Both MBPP and MBPP+ referred in our leaderboard use a subset (399 tasks) of hand-verified problems from MBPP-sanitized (427 tasks), to make sure the programming task is well-formed and unambiguous.

About

Why EvalPlus? What does using EvalPlus datasets bring to you?
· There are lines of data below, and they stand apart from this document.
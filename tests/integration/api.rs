use crate::*;

#[tokio::test]
async fn test_unavailable_before_first_cycle() -> Result<()> {
    let stack = Stack::start().await?;

    let resp = get(&stack.url("/?cap=udp"), None).await?;
    assert_eq!(resp.status(), reqwest::StatusCode::SERVICE_UNAVAILABLE);
    assert_eq!(resp.headers()["retry-after"], "60");

    let resp = get(&stack.url("/routers.json"), None).await?;
    assert_eq!(resp.status(), reqwest::StatusCode::SERVICE_UNAVAILABLE);

    // The directory is served regardless.
    let list: serde_json::Value = get(&stack.url("/routerlist.json"), None).await?.json().await?;
    assert_eq!(list.as_array().map(Vec::len), Some(3));
    Ok(())
}

#[tokio::test]
async fn test_query_json_after_cycle() -> Result<()> {
    let stack = Stack::start().await?;
    let prober = start_prober(&["berlin"]).await?;
    let snapshot = stack.refresher(&prober)?.refresh_once().await?;

    let resp = get(
        &stack.url("/?cap=udp&k=3&lon=2.35&lat=48.85"),
        Some("application/json"),
    )
    .await?;
    assert_eq!(resp.status(), reqwest::StatusCode::OK);
    assert_eq!(resp.headers()["last-modified"], snapshot.http_date().as_str());
    assert!(resp.headers()["content-type"]
        .to_str()?
        .starts_with("application/json"));

    let body: serde_json::Value = resp.json().await?;
    assert_eq!(body["updated"], snapshot.updated_millis());
    let routers = body["routers"].as_array().context("routers array")?;
    let connects: Vec<&str> = routers.iter().filter_map(|r| r["connect"].as_str()).collect();
    assert_eq!(connects, ["paris.example.net:6363", "tokyo.example.net:6363"]);
    assert_eq!(routers[0]["transport"], "udp");
    assert_eq!(routers[0]["prefix"], "/ndn/paris");
    Ok(())
}

#[tokio::test]
async fn test_query_text_uses_legacy_syntax() -> Result<()> {
    let stack = Stack::start().await?;
    let prober = start_prober(&["berlin"]).await?;
    stack.refresher(&prober)?.refresh_once().await?;

    let resp = get(&stack.url("/?cap=wss&cap=udp&k=1&lon=139.7&lat=35.7"), None).await?;
    assert_eq!(resp.status(), reqwest::StatusCode::OK);
    assert!(resp.headers()["content-type"]
        .to_str()?
        .starts_with("text/plain"));
    assert_eq!(resp.text().await?, "tokyo.example.net,tokyo.example.net\n");

    let resp = get(&stack.url("/?cap=wss&k=1&lon=139.7&lat=35.7"), Some("application/json")).await?;
    let body: serde_json::Value = resp.json().await?;
    assert_eq!(body["routers"][0]["connect"], "wss://tokyo.example.net:443/ws/");
    Ok(())
}

#[tokio::test]
async fn test_routers_json_reports_verdicts() -> Result<()> {
    let stack = Stack::start().await?;
    let prober = start_prober(&["berlin"]).await?;
    let snapshot = stack.refresher(&prober)?.refresh_once().await?;

    let resp = get(&stack.url("/routers.json"), None).await?;
    assert_eq!(resp.headers()["last-modified"], snapshot.http_date().as_str());
    let routers: serde_json::Value = resp.json().await?;
    let routers = routers.as_array().context("routers array")?;
    assert_eq!(routers.len(), 3);

    let by_id = |id: &str| {
        routers
            .iter()
            .find(|r| r["id"] == id)
            .map(|r| r["available"].clone())
    };
    assert_eq!(by_id("paris"), Some(serde_json::json!(["udp4", "wss-ipv4"])));
    assert_eq!(by_id("berlin"), Some(serde_json::json!([])));
    Ok(())
}

#[tokio::test]
async fn test_robots_and_cors() -> Result<()> {
    let stack = Stack::start().await?;

    let body = get(&stack.url("/robots.txt"), None).await?.text().await?;
    assert_eq!(body, "User-Agent: *\nDisallow: /\n");

    let resp = reqwest::Client::new()
        .get(stack.url("/routerlist.json"))
        .header(reqwest::header::ORIGIN, "https://example.org")
        .send()
        .await?;
    assert_eq!(resp.headers()["access-control-allow-origin"], "*");
    Ok(())
}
✨ Precise evaluation: See our leaderboard for the latest LLM rankings before and after rigorous evaluation.
✨ Coding rigorousness: Look at the score differences! esp. before and after using EvalPlus tests! Less drop means more rigorousness in code generation; while a bigger drop means the generated code tends to be fragile.
✨ Code efficiency: Beyond correctness, our EvalPerf dataset evaluates the efficiency of LLM-generated code via performance-exercising coding tasks and test inputs.

Want to know more details? Read our papers & materials!

EvalPlus: NeurIPS'23 paper, Slides
EvalPerf: COLM'24 paper, Poster

🔥 Quick Start

Code Correctness Evaluation: HumanEval(+) or MBPP(+)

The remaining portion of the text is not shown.